PROBLEM DETAILS: Which lines in the data below contain the word "normalize"? Copy each of them.

INFORMATION:

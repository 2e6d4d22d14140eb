//! Prompt derivation helpers.

use regex::Regex;
use std::collections::HashSet;
use std::sync::LazyLock;
use storyreel_core::{EntityIndex, Segment, SegmentCategory};

static NEGATED_CAPTIONS: LazyLock<Regex> = LazyLock::new(|| {
    Regex::new(r"(?i)\b(?:no|without|zero|disable|remove)\s+(?:any\s+|the\s+)?(?:captions?|subtitles?)\b")
        .expect("Valid negated caption regex")
});

static CAPTIONS: LazyLock<Regex> = LazyLock::new(|| {
    Regex::new(r"(?i)\b(?:captions?|captioned|subtitles?|subtitled)\b")
        .expect("Valid caption regex")
});

static WHITESPACE: LazyLock<Regex> =
    LazyLock::new(|| Regex::new(r"\s+").expect("Valid whitespace regex"));

/// Result of [`check_captions`].
#[derive(Debug, Clone, PartialEq, Eq, derive_getters::Getters)]
pub struct CaptionCheck {
    prompt: String,
    has_captions: bool,
}

impl CaptionCheck {
    /// Consume the check and return the cleaned prompt.
    pub fn into_prompt(self) -> String {
        self.prompt
    }
}

/// Detect whether a prompt asks for on-screen captions.
///
/// A mention of captions or subtitles turns them on; a negated mention
/// ("no captions", "without subtitles") turns them off and is removed from
/// the prompt.
///
/// # Examples
///
/// ```
/// use storyreel_story::check_captions;
///
/// let check = check_captions("A cat on the moon, with captions");
/// assert!(check.has_captions());
///
/// let check = check_captions("A cat on the moon, no captions please");
/// assert!(!check.has_captions());
/// assert_eq!(check.prompt(), "A cat on the moon, please");
/// ```
pub fn check_captions(prompt: &str) -> CaptionCheck {
    if NEGATED_CAPTIONS.is_match(prompt) {
        let stripped = NEGATED_CAPTIONS.replace_all(prompt, "");
        return CaptionCheck {
            prompt: normalize(&stripped),
            has_captions: false,
        };
    }

    CaptionCheck {
        prompt: normalize(prompt),
        has_captions: CAPTIONS.is_match(prompt),
    }
}

fn normalize(prompt: &str) -> String {
    WHITESPACE
        .replace_all(prompt, " ")
        .replace(" ,", ",")
        .replace(",,", ",")
        .trim_matches(|c: char| c == ',' || c.is_whitespace())
        .to_string()
}

/// Segment categories that contribute to a shot's image prompt, in order.
const VISUAL_CATEGORIES: [SegmentCategory; 9] = [
    SegmentCategory::Style,
    SegmentCategory::Camera,
    SegmentCategory::Lighting,
    SegmentCategory::Location,
    SegmentCategory::Time,
    SegmentCategory::Era,
    SegmentCategory::Weather,
    SegmentCategory::Characters,
    SegmentCategory::Action,
];

/// Build an image prompt describing one shot.
///
/// Segment prompts are taken category by category in a fixed visual order
/// (style, camera, lighting, location, time, era, weather, characters,
/// action), followed by the looks of the characters the segments reference,
/// followed by `extras`. Empty parts and case-insensitive duplicates are
/// dropped.
///
/// # Examples
///
/// ```
/// use storyreel_core::{EntityIndex, Segment, SegmentCategory};
/// use storyreel_story::video_prompt;
///
/// let action = Segment::builder()
///     .category(SegmentCategory::Action)
///     .prompt("a cat jumps")
///     .build()
///     .unwrap();
/// let location = Segment::builder()
///     .category(SegmentCategory::Location)
///     .prompt("on the moon")
///     .build()
///     .unwrap();
///
/// let prompt = video_prompt(&[&action, &location], &EntityIndex::new(), &["crisp".to_string()]);
/// assert_eq!(prompt, "on the moon, a cat jumps, crisp");
/// ```
pub fn video_prompt(segments: &[&Segment], entities: &EntityIndex<'_>, extras: &[String]) -> String {
    let mut parts: Vec<&str> = Vec::new();

    for category in VISUAL_CATEGORIES {
        parts.extend(
            segments
                .iter()
                .filter(|s| s.category == category)
                .map(|s| s.prompt.as_str()),
        );
    }

    parts.extend(
        segments
            .iter()
            .filter_map(|s| s.entity_id.as_deref())
            .filter_map(|id| entities.get(id))
            .filter(|e| e.category == SegmentCategory::Characters)
            .map(|e| e.visual_description()),
    );

    parts.extend(extras.iter().map(String::as_str));

    join_unique(parts)
}

/// Append quality terms to an image prompt.
///
/// Terms already present in the prompt (case-insensitive) are not repeated.
///
/// # Examples
///
/// ```
/// use storyreel_story::positive_prompt;
///
/// let terms = vec!["beautiful".to_string(), "high resolution".to_string()];
/// assert_eq!(
///     positive_prompt("a beautiful lighthouse", &terms),
///     "a beautiful lighthouse, high resolution"
/// );
/// ```
pub fn positive_prompt(prompt: &str, terms: &[String]) -> String {
    let lowered = prompt.to_lowercase();
    let mut parts = vec![prompt];
    parts.extend(
        terms
            .iter()
            .map(String::as_str)
            .filter(|t| !lowered.contains(&t.to_lowercase())),
    );
    join_unique(parts)
}

/// Truncate to at most `max` characters, never splitting a character.
pub fn truncate_chars(s: &str, max: usize) -> &str {
    match s.char_indices().nth(max) {
        Some((idx, _)) => &s[..idx],
        None => s,
    }
}

fn join_unique<'a>(parts: impl IntoIterator<Item = &'a str>) -> String {
    let mut seen = HashSet::new();
    parts
        .into_iter()
        .map(str::trim)
        .filter(|p| !p.is_empty())
        .filter(|p| seen.insert(p.to_lowercase()))
        .collect::<Vec<_>>()
        .join(", ")
}

#[cfg(test)]
mod tests {
    use super::*;
    use storyreel_core::Entity;

    #[test]
    fn plain_prompt_has_no_captions() {
        let check = check_captions("  a quiet  harbor at dawn ");
        assert!(!check.has_captions());
        assert_eq!(check.prompt(), "a quiet harbor at dawn");
    }

    #[test]
    fn subtitles_count_as_captions() {
        assert!(check_captions("Subtitled documentary about bees").has_captions());
    }

    #[test]
    fn negation_wins_over_mention() {
        let check = check_captions("without subtitles, a story about bees");
        assert!(!check.has_captions());
        assert_eq!(check.prompt(), "a story about bees");
    }

    #[test]
    fn entity_looks_follow_segment_prompts() {
        let hero = Entity::builder()
            .id("hero")
            .label("Mia")
            .appearance("a girl in a red coat")
            .build()
            .unwrap();
        let entities = vec![hero];
        let index: EntityIndex<'_> = entities.iter().map(|e| (e.id.as_str(), e)).collect();

        let characters = Segment::builder()
            .category(SegmentCategory::Characters)
            .prompt("Mia")
            .entity_id(Some("hero".to_string()))
            .build()
            .unwrap();
        let style = Segment::builder()
            .category(SegmentCategory::Style)
            .prompt("watercolor")
            .build()
            .unwrap();

        let prompt = video_prompt(&[&characters, &style], &index, &[]);
        assert_eq!(prompt, "watercolor, Mia, a girl in a red coat");
    }

    #[test]
    fn only_character_entities_add_their_looks() {
        let harbor = Entity::builder()
            .id("harbor")
            .category(SegmentCategory::Location)
            .appearance("a foggy harbor")
            .build()
            .unwrap();
        let entities = vec![harbor];
        let index: EntityIndex<'_> = entities.iter().map(|e| (e.id.as_str(), e)).collect();

        let location = Segment::builder()
            .category(SegmentCategory::Location)
            .prompt("the old port")
            .entity_id(Some("harbor".to_string()))
            .build()
            .unwrap();

        assert_eq!(video_prompt(&[&location], &index, &[]), "the old port");
    }

    #[test]
    fn duplicates_are_dropped_case_insensitively() {
        let a = Segment::builder()
            .category(SegmentCategory::Style)
            .prompt("Crisp")
            .build()
            .unwrap();
        let prompt = video_prompt(&[&a], &EntityIndex::new(), &["crisp".to_string()]);
        assert_eq!(prompt, "Crisp");
    }

    #[test]
    fn truncation_respects_char_boundaries() {
        assert_eq!(truncate_chars("héllo", 2), "hé");
        assert_eq!(truncate_chars("short", 10), "short");
    }
}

PROBLEM SOLUTION:
            prompt: normalize(&stripped),
        prompt: normalize(prompt),
fn normalize(prompt: &str) -> String {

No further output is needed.